Can transparency help create new business opportunities? In this article, Professor Tinglong Dai from Johns Hopkins University explores how a war conflict and a pandemic lockdown revealed a crucial need for transparency in global supply chain management.
The twin events in Ukraine and Shanghai have shattered the core assumptions underlying global supply chains. Since the fall of the Berlin Wall more than three decades ago, multinational corporations had often been able to separate business and geopolitics, assuming that world leaders generally make rational decisions regardless of their ideology. However, with Putin's invasion of Ukraine and Shanghai's severe, month-long lockdown, it's clear that such assumptions were wildly over-optimistic.
As the good old global supply chains come to an end, companies are rushing to diversify their supplier bases and move their supply chains closer to the consumer markets they serve. More regionalized supply chains will inevitably emerge in the coming decades, leading to what I like to call a "Supply Chain Iron Curtain."
Such efforts, however, may be in vain without supply chain transparency. As a case in point, according to Bloomberg's Rachel Sanderson, an Italian company that makes hydraulic equipment believed it had brought its supply chains back from China and that all of its new suppliers were in Germany, the United Kingdom, and Luxembourg. When the conflict in Ukraine erupted, they were shocked to discover that all their suppliers were getting their pig iron from a single factory in Mariupol, Ukraine.
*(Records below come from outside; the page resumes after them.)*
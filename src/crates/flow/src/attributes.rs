//! Typed view of the engine-relevant node attributes.
//!
//! Nodes carry an opaque attribute bag; the compiler decodes the keys it
//! understands into [`NodeAttributes`] and ignores the rest.
//!
//! | key           | type                         | meaning                              |
//! |---------------|------------------------------|--------------------------------------|
//! | `timeout`     | duration string or int (ns)  | per-computation deadline             |
//! | `max_workers` | int                          | concurrent operator invocations      |
//! | `inline`      | bool                         | evaluate lazily in the reader's task |
//! | `edge_sorter` | string                       | named inbound edge ordering          |
//!
//! Duration strings use unit suffixes: `"1h30m"`, `"1.5s"`, `"250ms"`, `"10us"`.

use serde::{Deserialize, Serialize};
use std::time::Duration;
use xgraph::Attributes;

/// Execution attributes of a node.
#[derive(Debug, Clone, Default, PartialEq, Eq, Serialize, Deserialize)]
#[serde(default)]
pub struct NodeAttributes {
    /// Deadline for one computation of the node; zero means none.
    #[serde(with = "duration", skip_serializing_if = "Duration::is_zero")]
    pub timeout: Duration,

    /// Bound on concurrent operator invocations; zero means unbounded.
    pub max_workers: usize,

    /// Evaluate lazily on first read instead of on a background task.
    pub inline: bool,

    /// Name of the inbound edge ordering, see [`crate::sort`].
    #[serde(skip_serializing_if = "Option::is_none")]
    pub edge_sorter: Option<String>,
}

impl NodeAttributes {
    /// Decode from a node's attribute bag; a missing bag yields the defaults.
    pub fn from_attributes(attributes: Option<&Attributes>) -> serde_json::Result<Self> {
        match attributes {
            Some(map) => serde_json::from_value(serde_json::Value::Object(map.clone())),
            None => Ok(Self::default()),
        }
    }
}

/// Parse a duration such as `"1h15m30.5s"` or `"300ms"`.
///
/// Accepted units are `ns`, `us` (`µs`), `ms`, `s`, `m` and `h`. A bare `"0"` is
/// zero. Negative durations are rejected.
pub fn parse_duration(input: &str) -> Result<Duration, String> {
    let s = input.trim();
    if s == "0" {
        return Ok(Duration::ZERO);
    }
    if s.is_empty() {
        return Err("empty duration".to_string());
    }
    if s.starts_with('-') {
        return Err(format!("negative duration: {}", input));
    }
    let mut rest = s.strip_prefix('+').unwrap_or(s);
    let mut total = 0f64;
    while !rest.is_empty() {
        let number_end = rest
            .find(|c: char| !(c.is_ascii_digit() || c == '.'))
            .ok_or_else(|| format!("missing unit in duration: {}", input))?;
        if number_end == 0 {
            return Err(format!("invalid duration: {}", input));
        }
        let number: f64 = rest[..number_end]
            .parse()
            .map_err(|_| format!("invalid number in duration: {}", input))?;
        rest = &rest[number_end..];

        let unit_end = rest
            .find(|c: char| c.is_ascii_digit() || c == '.')
            .unwrap_or(rest.len());
        let nanos_per_unit = match &rest[..unit_end] {
            "ns" => 1.0,
            "us" | "µs" | "μs" => 1e3,
            "ms" => 1e6,
            "s" => 1e9,
            "m" => 60e9,
            "h" => 3600e9,
            unit => return Err(format!("unknown unit '{}' in duration: {}", unit, input)),
        };
        total += number * nanos_per_unit;
        rest = &rest[unit_end..];
    }
    if !total.is_finite() || total > u64::MAX as f64 {
        return Err(format!("duration out of range: {}", input));
    }
    Ok(Duration::from_nanos(total.round() as u64))
}

/// Serde adapter accepting duration strings or integer nanoseconds.
pub mod duration {
    use super::parse_duration;
    use serde::de::{self, Visitor};
    use serde::{Deserializer, Serializer};
    use std::fmt;
    use std::time::Duration;

    pub fn serialize<S: Serializer>(value: &Duration, serializer: S) -> Result<S::Ok, S::Error> {
        serializer.collect_str(&format_args!("{:?}", value))
    }

    pub fn deserialize<'de, D: Deserializer<'de>>(deserializer: D) -> Result<Duration, D::Error> {
        deserializer.deserialize_any(DurationVisitor)
    }

    struct DurationVisitor;

    impl<'de> Visitor<'de> for DurationVisitor {
        type Value = Duration;

        fn expecting(&self, f: &mut fmt::Formatter<'_>) -> fmt::Result {
            f.write_str("a duration string or a number of nanoseconds")
        }

        fn visit_u64<E: de::Error>(self, v: u64) -> Result<Duration, E> {
            Ok(Duration::from_nanos(v))
        }

        fn visit_i64<E: de::Error>(self, v: i64) -> Result<Duration, E> {
            u64::try_from(v)
                .map(Duration::from_nanos)
                .map_err(|_| E::custom(format!("negative duration: {}", v)))
        }

        fn visit_f64<E: de::Error>(self, v: f64) -> Result<Duration, E> {
            if v.is_finite() && v >= 0.0 {
                Ok(Duration::from_nanos(v.round() as u64))
            } else {
                Err(E::custom(format!("invalid duration: {}", v)))
            }
        }

        fn visit_str<E: de::Error>(self, v: &str) -> Result<Duration, E> {
            parse_duration(v).map_err(E::custom)
        }
    }
}

#[cfg(test)]
mod tests {
    use super::*;
    use serde_json::json;

    fn bag(value: serde_json::Value) -> Attributes {
        match value {
            serde_json::Value::Object(map) => map,
            _ => panic!("not an object"),
        }
    }

    #[test]
    fn test_parse_duration_units() {
        assert_eq!(parse_duration("0").unwrap(), Duration::ZERO);
        assert_eq!(parse_duration("250ms").unwrap(), Duration::from_millis(250));
        assert_eq!(parse_duration("1.5s").unwrap(), Duration::from_millis(1500));
        assert_eq!(parse_duration("10us").unwrap(), Duration::from_micros(10));
        assert_eq!(parse_duration("10µs").unwrap(), Duration::from_micros(10));
        assert_eq!(parse_duration("1h30m").unwrap(), Duration::from_secs(5400));
        assert_eq!(parse_duration("2m3s").unwrap(), Duration::from_secs(123));
    }

    #[test]
    fn test_parse_duration_rejects_garbage() {
        assert!(parse_duration("").is_err());
        assert!(parse_duration("10").is_err());
        assert!(parse_duration("-1s").is_err());
        assert!(parse_duration("5 parsecs").is_err());
        assert!(parse_duration("ms").is_err());
    }

    #[test]
    fn test_missing_bag_is_default() {
        assert_eq!(NodeAttributes::from_attributes(None).unwrap(), NodeAttributes::default());
    }

    #[test]
    fn test_decode_attributes() {
        let attrs = bag(json!({
            "timeout": "2s",
            "max_workers": 3,
            "inline": true,
            "edge_sorter": "node_key",
            "color": "blue",
        }));
        let parsed = NodeAttributes::from_attributes(Some(&attrs)).unwrap();
        assert_eq!(parsed.timeout, Duration::from_secs(2));
        assert_eq!(parsed.max_workers, 3);
        assert!(parsed.inline);
        assert_eq!(parsed.edge_sorter.as_deref(), Some("node_key"));
    }

    #[test]
    fn test_numeric_timeout_is_nanoseconds() {
        let attrs = bag(json!({ "timeout": 1_000_000 }));
        let parsed = NodeAttributes::from_attributes(Some(&attrs)).unwrap();
        assert_eq!(parsed.timeout, Duration::from_millis(1));

        let attrs = bag(json!({ "timeout": 1.5e9 }));
        let parsed = NodeAttributes::from_attributes(Some(&attrs)).unwrap();
        assert_eq!(parsed.timeout, Duration::from_millis(1500));
    }

    #[test]
    fn test_bad_timeout_is_an_error() {
        let attrs = bag(json!({ "timeout": "soon" }));
        assert!(NodeAttributes::from_attributes(Some(&attrs)).is_err());
    }

    #[test]
    fn test_serialize_skips_defaults() {
        let attrs = NodeAttributes {
            timeout: Duration::from_millis(250),
            ..Default::default()
        };
        let value = serde_json::to_value(&attrs).unwrap();
        assert_eq!(value, json!({ "timeout": "250ms", "max_workers": 0, "inline": false }));
    }
}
If efforts to improve resilience are not guided by visibility into the entire supply chain—not just tier-1 and tier-2 suppliers—they may backfire. The ability to map the entire supply chain is important because it is the only way for a company to identify potential supply bottlenecks and conduct stress tests to see how well its supply chain can handle a crisis. You can't manage risks you can't see.
In the wake of the global supply chain crisis triggered by the events in Ukraine and Shanghai, supply chain transparency can become a growth engine in the following ways:
The emergence of new solutions
A new wave of innovative supply chain transparency solutions from startups or industry leaders will emerge in response to the need for greater supply chain transparency. Currently, self-reporting and proprietary datasets are commonly used in these solutions to build a network of suppliers. They are better than nothing, but their scope and functionality are limited.
In recent years, data analytics and artificial intelligence have become increasingly capable in helping ensure an up-to-date, end-to-end view of supply chain networks. Blockchain technologies have been cited as one way to achieve supply chain transparency, although successful implementations are few (if any) and their value remains dubious. The pursuit of supply chain transparency could inspire more practical and cost-effective alternatives to current technologies.
Creating stakeholder value and ROI
Second, increased supply chain transparency can reward companies that invest in building shorter, regionalized, and more responsive supply chains. In the case of medical supply chains in the United States, for example, hospitals rarely have any knowledge of their global supply chains beyond their tier-1 suppliers, even for critical medical supplies. This means hospitals are unable to distinguish between those who have resilient supply chains and those who do not. A higher uptake of transparency solutions can reveal the major vulnerabilities in each supply chain, allowing businesses to move away from geographic risk with confidence. As a result, truly resilient supply chains can stand out and be rewarded for their good-faith investments.
Shaping new industry standards
Third, the demand for greater supply chain transparency presents large global corporations with compelling opportunities to shape new industry standards. By 2021, the combined value of the top 50 global corporations has reached nearly 30% of global GDP. Their supply chain decisions can help rewrite industry standards. Large retailers, such as Amazon, Walmart, Costco, and Target, can have disproportionately large impacts on supply chain transparency by developing in-house transparency solutions and partnering with third-party providers. With the implementation of these transparency solutions, consumers will be able to shop with more confidence and trust.
The crises in Ukraine and Shanghai are unlike any other in recent memory, and they could spell the end of global supply chains built by Western companies over the last three decades. In response, companies will need better end-to-end transparency as they begin their efforts to build more resilient supply chains. Otherwise, they will be shooting in the dark. This demand means supply chain transparency will become a new growth engine, paving the way for supply chains that are more agile, adaptable, and better aligned with stakeholders' interests.